(Records from a dataset)
BEGIN

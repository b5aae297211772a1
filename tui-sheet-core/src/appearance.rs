//! Appearance configuration: row heights, insets and popover sizing
//!
//! All lengths are terminal cells. Every setter rejects negative or
//! non-finite values with [`SheetError::InvalidConfiguration`] before
//! touching the configuration.
//!
//! # Copy vs share
//!
//! There is one process-wide [`standard`] appearance. An action sheet that is
//! never given an explicit appearance copies the standard values the first
//! time its appearance is read; later changes to the standard do not reach
//! it. A sheet given a [`SharedAppearance`] reads that handle live, so every
//! change made through any clone of the handle shows up in its sizing.

use std::sync::{Arc, LazyLock};

use parking_lot::{RwLock, RwLockReadGuard};
use serde::{Deserialize, Serialize};

use crate::error::{Result, SheetError};
use crate::row::RowKind;

/// Heights, insets and popover width used to size an action sheet
#[derive(Debug, Clone, PartialEq, Serialize, Deserialize)]
#[serde(default)]
pub struct Appearance {
    item_height: f32,
    title_height: Option<f32>,
    section_title_height: f32,
    /// Height of `SectionMargin` rows, not spacing between groups
    section_margin: f32,
    ok_button_height: f32,
    cancel_button_height: f32,
    button_height: f32,
    content_inset: f32,
    popover_width: f32,
}

impl Default for Appearance {
    fn default() -> Self {
        Self {
            item_height: 1.0,
            title_height: None,
            section_title_height: 1.0,
            section_margin: 1.0,
            ok_button_height: 1.0,
            cancel_button_height: 1.0,
            button_height: 1.0,
            content_inset: 1.0,
            popover_width: 40.0,
        }
    }
}

impl Appearance {
    pub fn new() -> Self {
        Self::default()
    }

    /// Parse an appearance from JSON, filling missing fields with defaults
    ///
    /// ```
    /// use tui_sheet_core::appearance::Appearance;
    ///
    /// let appearance = Appearance::from_json(r#"{ "item_height": 2, "popover_width": 60 }"#).unwrap();
    /// assert_eq!(appearance.item_height(), 2.0);
    /// assert_eq!(appearance.content_inset(), 1.0);
    ///
    /// assert!(Appearance::from_json(r#"{ "content_inset": -1 }"#).is_err());
    /// ```
    pub fn from_json(json: &str) -> Result<Self> {
        let appearance: Appearance = serde_json::from_str(json)?;
        appearance.validate()?;
        Ok(appearance)
    }

    /// Check every field, reporting the first invalid one
    pub fn validate(&self) -> Result<()> {
        SheetError::check_length("item height", self.item_height)?;
        if let Some(height) = self.title_height {
            SheetError::check_length("title height", height)?;
        }
        SheetError::check_length("section title height", self.section_title_height)?;
        SheetError::check_length("section margin", self.section_margin)?;
        SheetError::check_length("ok button height", self.ok_button_height)?;
        SheetError::check_length("cancel button height", self.cancel_button_height)?;
        SheetError::check_length("button height", self.button_height)?;
        SheetError::check_length("content inset", self.content_inset)?;
        SheetError::check_length("popover width", self.popover_width)?;
        Ok(())
    }

    /// Configured height for a row kind
    ///
    /// Titles use `title_height` when set and `item_height` otherwise.
    /// Section margins are as tall as `section_margin`.
    pub fn height_for(&self, kind: RowKind) -> f32 {
        match kind {
            RowKind::Item | RowKind::Toggle { .. } => self.item_height,
            RowKind::Title => self.title_height.unwrap_or(self.item_height),
            RowKind::SectionTitle => self.section_title_height,
            RowKind::SectionMargin => self.section_margin,
            RowKind::OkButton => self.ok_button_height,
            RowKind::CancelButton => self.cancel_button_height,
            RowKind::Button => self.button_height,
        }
    }

    pub fn item_height(&self) -> f32 {
        self.item_height
    }

    pub fn set_item_height(&mut self, height: f32) -> Result<()> {
        self.item_height = SheetError::check_length("item height", height)?;
        Ok(())
    }

    /// Title height, `None` when titles follow `item_height`
    pub fn title_height(&self) -> Option<f32> {
        self.title_height
    }

    pub fn set_title_height(&mut self, height: Option<f32>) -> Result<()> {
        self.title_height = height
            .map(|h| SheetError::check_length("title height", h))
            .transpose()?;
        Ok(())
    }

    pub fn section_title_height(&self) -> f32 {
        self.section_title_height
    }

    pub fn set_section_title_height(&mut self, height: f32) -> Result<()> {
        self.section_title_height = SheetError::check_length("section title height", height)?;
        Ok(())
    }

    /// Height given to [`RowKind::SectionMargin`] separator rows
    ///
    /// Spacing between the header, items and buttons comes from
    /// [`content_inset`](Self::content_inset) instead; this value only sizes
    /// the separator rows placed inside the items.
    pub fn section_margin(&self) -> f32 {
        self.section_margin
    }

    pub fn set_section_margin(&mut self, height: f32) -> Result<()> {
        self.section_margin = SheetError::check_length("section margin", height)?;
        Ok(())
    }

    pub fn ok_button_height(&self) -> f32 {
        self.ok_button_height
    }

    pub fn set_ok_button_height(&mut self, height: f32) -> Result<()> {
        self.ok_button_height = SheetError::check_length("ok button height", height)?;
        Ok(())
    }

    pub fn cancel_button_height(&self) -> f32 {
        self.cancel_button_height
    }

    pub fn set_cancel_button_height(&mut self, height: f32) -> Result<()> {
        self.cancel_button_height = SheetError::check_length("cancel button height", height)?;
        Ok(())
    }

    pub fn button_height(&self) -> f32 {
        self.button_height
    }

    pub fn set_button_height(&mut self, height: f32) -> Result<()> {
        self.button_height = SheetError::check_length("button height", height)?;
        Ok(())
    }

    /// Margin charged once per non-empty group (header, items, buttons)
    pub fn content_inset(&self) -> f32 {
        self.content_inset
    }

    pub fn set_content_inset(&mut self, inset: f32) -> Result<()> {
        self.content_inset = SheetError::check_length("content inset", inset)?;
        Ok(())
    }

    pub fn popover_width(&self) -> f32 {
        self.popover_width
    }

    pub fn set_popover_width(&mut self, width: f32) -> Result<()> {
        self.popover_width = SheetError::check_length("popover width", width)?;
        Ok(())
    }
}

/// Shared, mutable appearance handle
///
/// Clones point at the same configuration. Sheets built with a handle read
/// it on every sizing pass.
#[derive(Debug, Clone, Default)]
pub struct SharedAppearance(Arc<RwLock<Appearance>>);

impl SharedAppearance {
    pub fn new(appearance: Appearance) -> Self {
        Self(Arc::new(RwLock::new(appearance)))
    }

    /// Borrow the current values
    pub fn read(&self) -> RwLockReadGuard<'_, Appearance> {
        self.0.read()
    }

    /// Copy of the current values
    pub fn snapshot(&self) -> Appearance {
        self.0.read().clone()
    }

    /// Mutate the configuration
    ///
    /// The closure runs on a scratch copy that is committed only if it
    /// returns `Ok`, so a rejected setter leaves the handle untouched.
    pub fn update<F>(&self, f: F) -> Result<()>
    where
        F: FnOnce(&mut Appearance) -> Result<()>,
    {
        let mut guard = self.0.write();
        let mut scratch = guard.clone();
        f(&mut scratch)?;
        *guard = scratch;
        Ok(())
    }

    /// Whether both handles refer to the same configuration
    pub fn ptr_eq(&self, other: &SharedAppearance) -> bool {
        Arc::ptr_eq(&self.0, &other.0)
    }
}

impl From<Appearance> for SharedAppearance {
    fn from(appearance: Appearance) -> Self {
        Self::new(appearance)
    }
}

static STANDARD: LazyLock<SharedAppearance> = LazyLock::new(SharedAppearance::default);

/// The process-wide standard appearance
///
/// Sheets without an explicit appearance copy from this handle unless the
/// builder was told to inherit from a different one.
pub fn standard() -> SharedAppearance {
    STANDARD.clone()
}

END

TASK
Every line above should be written out again exactly as it stands.

RESULT FOR THIS TASK
repository b5aae297211772a1
filename tui-sheet-core/src/appearance.rs
//! Appearance configuration: row heights, insets and popover sizing
//!
//! All lengths are terminal cells. Every setter rejects negative or
//! non-finite values with [`SheetError::InvalidConfiguration`] before
//! touching the configuration.
//!
//! # Copy vs share
//!
//! There is one process-wide [`standard`] appearance. An action sheet that is
//! never given an explicit appearance copies the standard values the first
//! time its appearance is read; later changes to the standard do not reach
//! it. A sheet given a [`SharedAppearance`] reads that handle live, so every
//! change made through any clone of the handle shows up in its sizing.

use std::sync::{Arc, LazyLock};

use parking_lot::{RwLock, RwLockReadGuard};
use serde::{Deserialize, Serialize};

use crate::error::{Result, SheetError};
use crate::row::RowKind;

/// Heights, insets and popover width used to size an action sheet
#[derive(Debug, Clone, PartialEq, Serialize, Deserialize)]
#[serde(default)]
pub struct Appearance {
    item_height: f32,
    title_height: Option<f32>,
    section_title_height: f32,
    /// Height of `SectionMargin` rows, not spacing between groups
    section_margin: f32,
    ok_button_height: f32,
    cancel_button_height: f32,
    button_height: f32,
    content_inset: f32,
    popover_width: f32,
}

impl Default for Appearance {
    fn default() -> Self {
        Self {
            item_height: 1.0,
            title_height: None,
            section_title_height: 1.0,
            section_margin: 1.0,
            ok_button_height: 1.0,
            cancel_button_height: 1.0,
            button_height: 1.0,
            content_inset: 1.0,
            popover_width: 40.0,
        }
    }
}

impl Appearance {
    pub fn new() -> Self {
        Self::default()
    }

    /// Parse an appearance from JSON, filling missing fields with defaults
    ///
    /// ```
    /// use tui_sheet_core::appearance::Appearance;
    ///
    /// let appearance = Appearance::from_json(r#"{ "item_height": 2, "popover_width": 60 }"#).unwrap();
    /// assert_eq!(appearance.item_height(), 2.0);
    /// assert_eq!(appearance.content_inset(), 1.0);
    ///
    /// assert!(Appearance::from_json(r#"{ "content_inset": -1 }"#).is_err());
    /// ```
    pub fn from_json(json: &str) -> Result<Self> {
        let appearance: Appearance = serde_json::from_str(json)?;
        appearance.validate()?;
        Ok(appearance)
    }

    /// Check every field, reporting the first invalid one
    pub fn validate(&self) -> Result<()> {
        SheetError::check_length("item height", self.item_height)?;
        if let Some(height) = self.title_height {
            SheetError::check_length("title height", height)?;
        }
        SheetError::check_length("section title height", self.section_title_height)?;
        SheetError::check_length("section margin", self.section_margin)?;
        SheetError::check_length("ok button height", self.ok_button_height)?;
        SheetError::check_length("cancel button height", self.cancel_button_height)?;
        SheetError::check_length("button height", self.button_height)?;
        SheetError::check_length("content inset", self.content_inset)?;
        SheetError::check_length("popover width", self.popover_width)?;
        Ok(())
    }

    /// Configured height for a row kind
    ///
    /// Titles use `title_height` when set and `item_height` otherwise.
    /// Section margins are as tall as `section_margin`.
    pub fn height_for(&self, kind: RowKind) -> f32 {
        match kind {
            RowKind::Item | RowKind::Toggle { .. } => self.item_height,
            RowKind::Title => self.title_height.unwrap_or(self.item_height),
            RowKind::SectionTitle => self.section_title_height,
            RowKind::SectionMargin => self.section_margin,
            RowKind::OkButton => self.ok_button_height,
            RowKind::CancelButton => self.cancel_button_height,
            RowKind::Button => self.button_height,
        }
    }

    pub fn item_height(&self) -> f32 {
        self.item_height
    }

    pub fn set_item_height(&mut self, height: f32) -> Result<()> {
        self.item_height = SheetError::check_length("item height", height)?;
        Ok(())
    }

    /// Title height, `None` when titles follow `item_height`
    pub fn title_height(&self) -> Option<f32> {
        self.title_height
    }

    pub fn set_title_height(&mut self, height: Option<f32>) -> Result<()> {
        self.title_height = height
            .map(|h| SheetError::check_length("title height", h))
            .transpose()?;
        Ok(())
    }

    pub fn section_title_height(&self) -> f32 {
        self.section_title_height
    }

    pub fn set_section_title_height(&mut self, height: f32) -> Result<()> {
        self.section_title_height = SheetError::check_length("section title height", height)?;
        Ok(())
    }

    /// Height given to [`RowKind::SectionMargin`] separator rows
    ///
    /// Spacing between the header, items and buttons comes from
    /// [`content_inset`](Self::content_inset) instead; this value only sizes
    /// the separator rows placed inside the items.
    pub fn section_margin(&self) -> f32 {
        self.section_margin
    }

    pub fn set_section_margin(&mut self, height: f32) -> Result<()> {
        self.section_margin = SheetError::check_length("section margin", height)?;
        Ok(())
    }

    pub fn ok_button_height(&self) -> f32 {
        self.ok_button_height
    }

    pub fn set_ok_button_height(&mut self, height: f32) -> Result<()> {
        self.ok_button_height = SheetError::check_length("ok button height", height)?;
        Ok(())
    }

    pub fn cancel_button_height(&self) -> f32 {
        self.cancel_button_height
    }

    pub fn set_cancel_button_height(&mut self, height: f32) -> Result<()> {
        self.cancel_button_height = SheetError::check_length("cancel button height", height)?;
        Ok(())
    }

    pub fn button_height(&self) -> f32 {
        self.button_height
    }

    pub fn set_button_height(&mut self, height: f32) -> Result<()> {
        self.button_height = SheetError::check_length("button height", height)?;
        Ok(())
    }

    /// Margin charged once per non-empty group (header, items, buttons)
    pub fn content_inset(&self) -> f32 {
        self.content_inset
    }

    pub fn set_content_inset(&mut self, inset: f32) -> Result<()> {
        self.content_inset = SheetError::check_length("content inset", inset)?;
        Ok(())
    }

    pub fn popover_width(&self) -> f32 {
        self.popover_width
    }

    pub fn set_popover_width(&mut self, width: f32) -> Result<()> {
        self.popover_width = SheetError::check_length("popover width", width)?;
        Ok(())
    }
}

/// Shared, mutable appearance handle
///
/// Clones point at the same configuration. Sheets built with a handle read
/// it on every sizing pass.
#[derive(Debug, Clone, Default)]
pub struct SharedAppearance(Arc<RwLock<Appearance>>);

impl SharedAppearance {
    pub fn new(appearance: Appearance) -> Self {
        Self(Arc::new(RwLock::new(appearance)))
    }

    /// Borrow the current values
    pub fn read(&self) -> RwLockReadGuard<'_, Appearance> {
        self.0.read()
    }

    /// Copy of the current values
    pub fn snapshot(&self) -> Appearance {
        self.0.read().clone()
    }

    /// Mutate the configuration
    ///
    /// The closure runs on a scratch copy that is committed only if it
    /// returns `Ok`, so a rejected setter leaves the handle untouched.
    pub fn update<F>(&self, f: F) -> Result<()>
    where
        F: FnOnce(&mut Appearance) -> Result<()>,
    {
        let mut guard = self.0.write();
        let mut scratch = guard.clone();
        f(&mut scratch)?;
        *guard = scratch;
        Ok(())
    }

    /// Whether both handles refer to the same configuration
    pub fn ptr_eq(&self, other: &SharedAppearance) -> bool {
        Arc::ptr_eq(&self.0, &other.0)
    }
}

impl From<Appearance> for SharedAppearance {
    fn from(appearance: Appearance) -> Self {
        Self::new(appearance)
    }
}

static STANDARD: LazyLock<SharedAppearance> = LazyLock::new(SharedAppearance::default);

/// The process-wide standard appearance
///
/// Sheets without an explicit appearance copy from this handle unless the
/// builder was told to inherit from a different one.
pub fn standard() -> SharedAppearance {
    STANDARD.clone()
}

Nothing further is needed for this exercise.